Treatment discontinuation in couples consulting for male infertility after failing to conceive
Of the 1,345 couples who consulted for male factor infertility, 407 patients discontinued treatment principally due to painfulness of treatment and its ineffectiveness. Of these patients, 20% finally succeeded in having a child.
Marie Walschaerts, Ph.D., Louis Bujan, M.D., Ph.D., Jean Parinaud, M.D., Ph.D., Roger Mieusset, M.D., Ph.D., Patrick Thonneau, M.D., Ph.D.
Volume 99, Issue 5, Pages 1319-1323, April 2013
To evaluate rates and reasons for treatment discontinuation in couples with male infertility and who failed to conceive.
Male Sterility Center, University Hospital.
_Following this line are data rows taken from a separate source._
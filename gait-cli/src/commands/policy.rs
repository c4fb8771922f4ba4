// gait-cli/src/commands/policy.rs
// ============================================================================
// Module: Policy Command Group
// Description: `gait policy {validate,fmt,test,init,simulate}`.
// Purpose: `validate` strict-parses a policy document through the same path
// the gate and service use. `fmt` canonicalizes a document's YAML
// formatting by round-tripping it through the typed `Policy` struct.
// `test`/`simulate` both evaluate a sample intent against the policy via
// `gait_policy::evaluate`, offline, with no broker or approved-script
// registry; `simulate` additionally reports the matched rule's priority
// rank so authors can see why a rule did or didn't win. `init` writes a
// minimal fail-closed template to start from.
// Dependencies: gait-policy, gait-schema, gait-core, clap
// ============================================================================

use std::path::PathBuf;

use clap::Args;
use clap::Subcommand;
use gait_core::Timestamp;
use gait_policy::GateInputs;
use gait_schema::IntentRequest;
use gait_schema::Policy;
use gait_schema::Verdict;

use crate::CliError;
use crate::CliResult;
use crate::context::CliContext;
use crate::output;
use crate::output::print_json;

/// `gait policy` subcommands.
#[derive(Subcommand, Debug)]
pub enum PolicyCommand {
    /// Strict-parses and validates a policy document.
    Validate(PolicyPathArgs),
    /// Canonicalizes a policy document's YAML formatting.
    Fmt(FmtArgs),
    /// Evaluates a sample intent against a policy document.
    Test(TestArgs),
    /// Evaluates a sample intent and reports the matched rule's rank.
    Simulate(TestArgs),
    /// Writes a minimal fail-closed policy template.
    Init(InitArgs),
}

/// Arguments naming a single policy document.
#[derive(Args, Debug)]
pub struct PolicyPathArgs {
    /// Path to the policy YAML document.
    policy: PathBuf,
}

/// Arguments to `policy fmt`.
#[derive(Args, Debug)]
pub struct FmtArgs {
    /// Path to the policy YAML document.
    policy: PathBuf,
    /// Rewrite the document in place instead of printing it.
    #[arg(long)]
    write: bool,
}

/// Arguments to `policy test` / `policy simulate`.
#[derive(Args, Debug)]
pub struct TestArgs {
    /// Path to the policy YAML document.
    #[arg(long)]
    policy: PathBuf,
    /// Path to the sample intent JSON document.
    #[arg(long)]
    intent: PathBuf,
}

/// Arguments to `policy init`.
#[derive(Args, Debug)]
pub struct InitArgs {
    /// Path to write the new policy template to.
    out: PathBuf,
}

/// Dispatches a `policy` subcommand.
///
/// # Errors
///
/// Propagates whatever error the selected subcommand's body returns.
pub fn dispatch(_ctx: &CliContext, command: PolicyCommand) -> CliResult<std::process::ExitCode> {
    match command {
        PolicyCommand::Validate(args) => command_validate(&args),
        PolicyCommand::Fmt(args) => command_fmt(&args),
        PolicyCommand::Test(args) => command_test(&args, false),
        PolicyCommand::Simulate(args) => command_test(&args, true),
        PolicyCommand::Init(args) => command_init(&args),
    }
}

fn command_validate(args: &PolicyPathArgs) -> CliResult<std::process::ExitCode> {
    let policy = Policy::parse_yaml(&output::read_file(&args.policy)?)?;
    print_json(&policy)?;
    Ok(std::process::ExitCode::SUCCESS)
}

fn command_fmt(args: &FmtArgs) -> CliResult<std::process::ExitCode> {
    let policy = Policy::parse_yaml(&output::read_file(&args.policy)?)?;
    let rendered = serde_yaml::to_string(&policy).map_err(|err| CliError::Usage(err.to_string()))?;
    if args.write {
        std::fs::write(&args.policy, rendered).map_err(|err| CliError::Usage(format!("failed to write {}: {err}", args.policy.display())))?;
    } else {
        print!("{rendered}");
    }
    Ok(std::process::ExitCode::SUCCESS)
}

fn command_test(args: &TestArgs, simulate: bool) -> CliResult<std::process::ExitCode> {
    let policy = Policy::parse_yaml(&output::read_file(&args.policy)?)?;
    let intent = IntentRequest::parse(&output::read_file(&args.intent)?)?;
    let now = Timestamp::now();
    let inputs = GateInputs {
        intent: &intent,
        policy: &policy,
        approval_tokens: &[],
        delegation_tokens: &[],
        broker: None,
        broker_required_by_profile: false,
        approved_scripts: None,
        signing_key: None,
        now,
        decision_latency_ms: 0,
        trace_id: format!("trace_policy_test_{}", now.as_unix_millis()),
    };
    let (result, _trace) = gait_policy::evaluate(&inputs)?;
    if simulate {
        let rank = result.matched_rule.as_ref().and_then(|name| policy.rules.iter().position(|rule| &rule.name == name));
        print_json(&serde_json::json!({
            "verdict": result.verdict,
            "matched_rule": result.matched_rule,
            "matched_rule_rank": rank,
            "reason_codes": result.reason_codes,
            "violations": result.violations,
        }))?;
    } else {
        print_json(&serde_json::json!({
            "verdict": result.verdict,
            "matched_rule": result.matched_rule,
            "reason_codes": result.reason_codes,
            "violations": result.violations,
        }))?;
    }
    Ok(std::process::ExitCode::from(result.exit_code()))
}

fn command_init(args: &InitArgs) -> CliResult<std::process::ExitCode> {
    let policy = Policy {
        default_verdict: Verdict::Block,
        fail_closed: None,
        rules: Vec::new(),
    };
    let rendered = serde_yaml::to_string(&policy).map_err(|err| CliError::Usage(err.to_string()))?;
    std::fs::write(&args.out, rendered).map_err(|err| CliError::Usage(format!("failed to write {}: {err}", args.out.display())))?;
    Ok(std::process::ExitCode::SUCCESS)
}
Four hundred seven couples consulting for male infertility and who discontinued treatment without conceiving.
Main Outcome Measure(s):
Treatment, reasons for dropout, and reproductive outcomes after discontinuation.
Of the 407 patients, 218 (54%) had had fertility treatment (medical or surgical), and 189 (46%) had ART (intrauterine insemination (IUI), in vitro fertilization (IVF) or intracytoplasmic sperm injection (ICSI)). The main reasons for dropout were painfulness of treatment (15% for patients with non-ART treatment vs. 32% for patients who had had ART), its ineffectiveness (12% vs. 26%), and separation of the couple (18% vs. 7%). Of the 407 patients, 27% consulted in another fertility center, 8% succeeded in having a child by ART treatment with male partner sperm, 1% by ART with donor sperm, and 11% through adoption.
About half of couples consulting for male infertility discontinued fertility treatment, and of those who discontinued only a fifth finally succeeded in having a child. Although support is available to couples during fertility care, ART procedures are a physical and psychological burden.